IBD referenced Mark Levin's "Men in Black: How the Supreme Court is Destroying America":
The "Wall of Separation" phrase comes not from the Constitution, but from President Jefferson's letter to the Danbury Baptists in 1802. As Levin notes, the obscure comment was virtually ignored for nearly a century and a half. It wasn't until 1947 when Supreme Court Justice Hugo Black ruled in the Everson case — which actually upheld the use of taxpayer money to transport children to Catholic and other parochial schools — that the Jefferson metaphor was used to establish "the anti-religious precedent that has done so much damage to religious freedom."
Levin's argument is similar to that of the late Chief Justice William Rehnquist. In his dissent in a 1985 ruling against silent school prayer, Rehnquist pointed out: "There is simply no historical foundation for the proposition that the Framers intended to build the 'wall of separation' that was constitutionalized in Everson." He called Jefferson's "wall" "a metaphor based on bad history, a metaphor which has proved useless as a guide to judging."
Others legal scholars agree:
Columbia Law School Professor Phillip Hamburger in his 2002 book "Separation of Church and State" argues that the early Americans enacted the Establishment Clause to prevent the corruption of religion by worldly influences, and that "the constitutional authority for separation is without historical foundation."
IBD moved to a fabulous conclusion:
Is it any wonder that the newest Supreme Court justice, Elena Kagan, did not require the study of constitutional law when she was dean of Harvard Law School — but did require the study of foreign law? Those future federal judges graduating Harvard might catch onto the fable liberal activists have gone to such trouble weaving.

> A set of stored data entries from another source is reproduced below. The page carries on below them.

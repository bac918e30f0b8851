//! The field contract: one extracted attribute with its supporting evidence.
//!
//! A [`Field`] is the unit of trust in the system. Every value the proposer
//! returns must either carry a verbatim evidence span from the source text,
//! or be explicitly absent. The pairing is enforced at construction time and
//! the field is immutable afterwards.

use serde::Serialize;
use thiserror::Error;

/// Violations of the field contract, caught at construction.
///
/// These are data-integrity defects, not validation findings. The extractor
/// catches them and degrades the offending field to [`Field::missing`];
/// they are never propagated raw to callers.
#[derive(Error, Debug, Clone, PartialEq)]
pub enum ContractViolation {
    #[error("value present without supporting evidence")]
    ValueWithoutEvidence,

    #[error("evidence present without a value")]
    EvidenceWithoutValue,

    #[error("confidence {0} outside [0.0, 1.0]")]
    ConfidenceOutOfRange(f64),
}

/// One extracted attribute: a proposed value, the exact source substring
/// that supports it, and the proposer's confidence.
///
/// # Invariants
///
/// - `evidence` is `Some` iff `value` is `Some`
/// - `confidence` is finite and within `[0.0, 1.0]`
///
/// Whether the evidence actually occurs in the source text is the
/// extractor's obligation, not this type's: the field cannot see the text
/// it came from.
#[derive(Debug, Clone, PartialEq, Serialize)]
pub struct Field<T> {
    value: Option<T>,
    evidence: Option<String>,
    confidence: f64,
}

impl<T> Field<T> {
    /// Construct a field, enforcing the value/evidence/confidence contract.
    pub fn new(
        value: Option<T>,
        evidence: Option<String>,
        confidence: f64,
    ) -> Result<Self, ContractViolation> {
        match (&value, &evidence) {
            (Some(_), None) => return Err(ContractViolation::ValueWithoutEvidence),
            (None, Some(_)) => return Err(ContractViolation::EvidenceWithoutValue),
            _ => {}
        }

        if !confidence.is_finite() || !(0.0..=1.0).contains(&confidence) {
            return Err(ContractViolation::ConfidenceOutOfRange(confidence));
        }

        Ok(Self {
            value,
            evidence,
            confidence,
        })
    }

    /// A found value with its evidence span.
    pub fn found(
        value: T,
        evidence: impl Into<String>,
        confidence: f64,
    ) -> Result<Self, ContractViolation> {
        Self::new(Some(value), Some(evidence.into()), confidence)
    }

    /// The canonical absent field: no value, no evidence, zero confidence.
    pub fn missing() -> Self {
        Self {
            value: None,
            evidence: None,
            confidence: 0.0,
        }
    }

    pub fn value(&self) -> Option<&T> {
        self.value.as_ref()
    }

    pub fn evidence(&self) -> Option<&str> {
        self.evidence.as_deref()
    }

    pub fn confidence(&self) -> f64 {
        self.confidence
    }

    pub fn is_missing(&self) -> bool {
        self.value.is_none()
    }
}
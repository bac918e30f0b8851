//! # veritext-core
//!
//! Deterministic validation engine for evidence-backed text extraction.
//!
//! This crate is the judge half of the veritext pipeline: it takes a record
//! extracted by a non-deterministic proposer (a language model, behind
//! `veritext-runtime`) and decides whether the record can be trusted.
//!
//! ## Key Guarantees
//!
//! 1. **Deterministic**: same record and rule set always produce the same
//!    issue sequence, byte for byte
//! 2. **No LLM calls**: validation is rule-based and pure
//! 3. **Auditable**: every extracted value carries a verbatim evidence span
//!    from its source text, or is explicitly absent
//! 4. **Isolated failure**: one bad field degrades that field; one buggy
//!    rule loses that rule's findings; neither touches the rest
//!
//! Proposer mistakes are reported, never repaired with further inference.
//!
//! ## Example
//!
//! ```rust,ignore
//! use veritext_core::{Profile, Validator};
//!
//! let profile = Profile::from_yaml_file("rental.yaml")?;
//! let validator = Validator::new(profile.compile_rules());
//!
//! let result = validator.validate(&record);
//! if !result.valid {
//!     for issue in &result.issues {
//!         println!("{}: [{:?}] {}", issue.field, issue.severity, issue.message);
//!     }
//! }
//! ```

pub mod coerce;
pub mod field;
pub mod issue;
pub mod profile;
pub mod record;
pub mod rules;
pub mod schema;
pub mod validator;

// Re-export main types at crate root
pub use coerce::CoerceError;
pub use field::{ContractViolation, Field};
pub use issue::{Issue, Severity, ValidationResult, RECORD_FIELD};
pub use profile::{Profile, ProfileError, RuleConfig};
pub use record::{DefectReason, ExtractedField, ExtractedRecord, ExtractionDefect};
pub use rules::{
    ConfidenceRule, DateOrderRule, PresenceLevel, PresenceRule, RangeMax, RangeRule, Rule,
};
pub use schema::{FieldSpec, FieldType, FieldValue, Schema, SchemaError};
pub use validator::Validator;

Maybe we should start calling the First Amendment's Establishment Clause the "Free Exercise of Religion Clause"— since that's what its plain language protects. Perhaps then there would be fewer false decrees from judges and fewer laughs when a citizen politician states a constitutional truth.
Readers are encouraged to keep all of this in mind when they hear someone like MSNBC's Chris Jansing or the Huffington Post's Howard Fineman mock what O'Donnell said Tuesday.